Monday, June 16, 2008

Father's Day - Harvey Roys, MD

OK. A little late. I did a triple June 15 - 3 social events with only one hour of rest. That was too much for me in my current weak condition. Back to singles and doubles. My father-in-law was a leader in medicine and the church in the Seattle area for 50 years. He improved many lives in both areas. Harvey Roys, Jr., MD turned 90 on May 25. The only degree he was ever awarded was MD. He was in college in the late 1930s preparing for medical school when the U of Oklahoma took bright young men like him into medical school after 3 years of college. He got the MD in 1943, did one year internship, then into the Army. Dr.

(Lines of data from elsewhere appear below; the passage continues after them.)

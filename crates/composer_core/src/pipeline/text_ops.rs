// Copyright (c) 2026 Element Creations Ltd
//
// SPDX-License-Identifier: AGPL-3.0-only OR LicenseRef-Element-Commercial
// Please see LICENSE in the repository root for full details.

//! Text editing operations: typing, replacing the selection, backspace and
//! delete.

use std::sync::Arc;

use tracing::trace;
use unicode_segmentation::UnicodeSegmentation;

use super::remove_range::remove_range;
use super::{assert_selection, RemovalDirection};
use crate::content::{
    byte_offset, char_offset, Block, ContentModel, EntityKey, Mutability,
    StyleSet,
};
use crate::invariants::assert_content;
use crate::run_list::{Run, RunList};
use crate::selection::SelectionModel;

/// Replace the selection with `text`, styled with `style` and carrying
/// `entity`.  A collapsed selection simply inserts.
pub fn replace_text(
    content: &ContentModel,
    selection: &SelectionModel,
    text: &str,
    style: &StyleSet,
    entity: Option<EntityKey>,
) -> ContentModel {
    assert_selection(content, selection);
    if selection.is_collapsed() {
        return insert_text(content, selection, text, style, entity);
    }
    let removed = remove_range(content, selection, RemovalDirection::Forward);
    let caret = removed.selection_after().clone();
    insert_text(&removed, &caret, text, style, entity)
        .with_selection_before(selection.clone())
}

/// Insert `text` at a collapsed selection.
///
/// Panics if the selection is not collapsed or `text` holds a line break;
/// splitting blocks goes through [`insert_fragment`](super::insert_fragment).
pub fn insert_text(
    content: &ContentModel,
    selection: &SelectionModel,
    text: &str,
    style: &StyleSet,
    entity: Option<EntityKey>,
) -> ContentModel {
    assert_selection(content, selection);
    assert!(selection.is_collapsed(), "insert_text needs a collapsed selection");
    assert!(
        !text.contains(['\n', '\r']),
        "insert_text cannot insert line breaks"
    );
    if let Some(key) = entity {
        assert!(content.entities().contains(key), "unknown entity {key}");
    }
    if text.is_empty() {
        return content.with_selections(selection.clone(), selection.clone());
    }

    let key = selection.start_key();
    let offset = selection.start_offset();
    let block = content.block_for_key(key);

    let len = text.chars().count();
    let mut inserted = Block::unstyled(key.clone(), text);
    if !style.is_empty() {
        inserted = inserted
            .with_style_runs(RunList::from_runs([Run::new(0, len, style.clone())]));
    }
    if let Some(e) = entity {
        inserted =
            inserted.with_entity_runs(RunList::from_runs([Run::new(0, len, e)]));
    }

    let mut blocks = content.block_map().clone();
    blocks.insert(key.clone(), Arc::new(block.splice(offset..offset, &inserted)));
    let result = content
        .with_block_map(blocks)
        .with_selections(selection.clone(), selection.caret_at(key.clone(), offset + len));
    trace!(%key, offset, len, "inserted text");
    assert_content(&result);
    result
}

/// Remove the grapheme next to a collapsed caret, or the selection when it
/// is not collapsed.
///
/// At a block boundary the caret's block is joined with its neighbour.
/// Returns `None` when there is nothing to remove (backspace at the very
/// start, delete at the very end).
pub fn remove_adjacent(
    content: &ContentModel,
    selection: &SelectionModel,
    direction: RemovalDirection,
) -> Option<ContentModel> {
    assert_selection(content, selection);
    if !selection.is_collapsed() {
        return Some(remove_range(content, selection, direction));
    }

    let key = selection.start_key();
    let offset = selection.start_offset();
    let block = content.block_for_key(key);
    let text = block.text();

    let range = match direction {
        RemovalDirection::Backward if offset > 0 => {
            let end = byte_offset(text, offset);
            let start = text[..end]
                .grapheme_indices(true)
                .next_back()
                .map_or(0, |(i, _)| i);
            SelectionModel::within_block(key.clone(), char_offset(text, start), offset)
        }
        RemovalDirection::Backward => {
            let prev = content.key_before(key)?;
            let prev_len = content.block_for_key(prev).len();
            SelectionModel::new(prev.clone(), prev_len, key.clone(), 0, false)
        }
        RemovalDirection::Forward if offset < block.len() => {
            let start = byte_offset(text, offset);
            let end = text[start..]
                .graphemes(true)
                .next()
                .map_or(text.len(), |g| start + g.len());
            SelectionModel::within_block(key.clone(), offset, char_offset(text, end))
        }
        RemovalDirection::Forward => {
            let next = content.key_after(key)?;
            SelectionModel::new(key.clone(), offset, next.clone(), 0, false)
        }
    };
    let range = range.with_focus(selection.has_focus());
    Some(remove_range(content, &range, direction).with_selection_before(selection.clone()))
}

/// The style that typed text should take at `selection`.
///
/// A caret inherits from the character before it, or the first character of
/// its block, or failing both the last character of the nearest non-empty
/// block above.  A range uses its first character.
pub fn current_inline_style(
    content: &ContentModel,
    selection: &SelectionModel,
) -> StyleSet {
    assert_selection(content, selection);
    let key = selection.start_key();
    let offset = selection.start_offset();
    let block = content.block_for_key(key);

    if selection.is_collapsed() {
        if offset > 0 {
            return block.styles_at(offset - 1);
        }
        if !block.is_empty() {
            return block.styles_at(0);
        }
    } else {
        if offset < block.len() {
            return block.styles_at(offset);
        }
        if offset > 0 {
            return block.styles_at(offset - 1);
        }
    }
    look_upward_for_style(content, block)
}

fn look_upward_for_style(content: &ContentModel, block: &Block) -> StyleSet {
    let mut key = block.key();
    while let Some(prev) = content.key_before(key) {
        let b = content.block_for_key(prev);
        if !b.is_empty() {
            return b.styles_at(b.len() - 1);
        }
        key = prev;
    }
    StyleSet::new()
}

/// The entity that typed text should carry at `selection`.
///
/// Only a mutable entity continues: a caret must sit strictly inside its
/// run, a range must start on it.
pub fn entity_for_typing(
    content: &ContentModel,
    selection: &SelectionModel,
) -> Option<EntityKey> {
    assert_selection(content, selection);
    let key = selection.start_key();
    let offset = selection.start_offset();
    let block = content.block_for_key(key);

    let entity = if selection.is_collapsed() {
        let before = block.entity_at(offset.checked_sub(1)?)?;
        (block.entity_at(offset) == Some(before)).then_some(before)?
    } else if offset == block.len() {
        return None;
    } else {
        block.entity_at(offset)?
    };
    (content.entities().get(entity)?.mutability == Mutability::Mutable).then_some(entity)
}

Roys's unit traveled by train to Seattle and embarked on a troop ship. "Where are we going?" "Can't tell you." A week or so later they woke to see Diamond Head! A short stop on their way to The Battle of Okinawa. He worked in a field hospital. But don't think his job was easy. Seeing ugly, painful tropical skin diseases, he chose to specialize in dermatology. He traveled to New York City with his new bride Ruth Jacobson of Seattle for training. He quickly was board certified and became a "go to" guy: When you don't know what you are seeing or need a second opinion go see Harvey Roys. Adjunct Prof at the University of Washington Medical School. Private practice from about 1950 to 1987, then he worked with family practitioners, teaching them about skin diseases. Retired around 1995, but he will always care for people and try to improve their lives, i.e., be a medical doctor. Active in the Southern Baptist Church, he was soon in demand for "pulpit supply," which is filling in for sick or vacationing pastors. He started 3 or 4 churches in the Seattle area - Lake Washington Baptist in Lake City, Seattle, Bothell First Baptist and one in Juanita/Kirkland. He was the senior pastor at Brooklyn Avenue Baptist Church in the University District of Seattle in the 1960s; I attended once or twice as a college student. He continued preaching until about age 75. I am preparing an entry about how his most positive qualities made him a preacher and vice versa.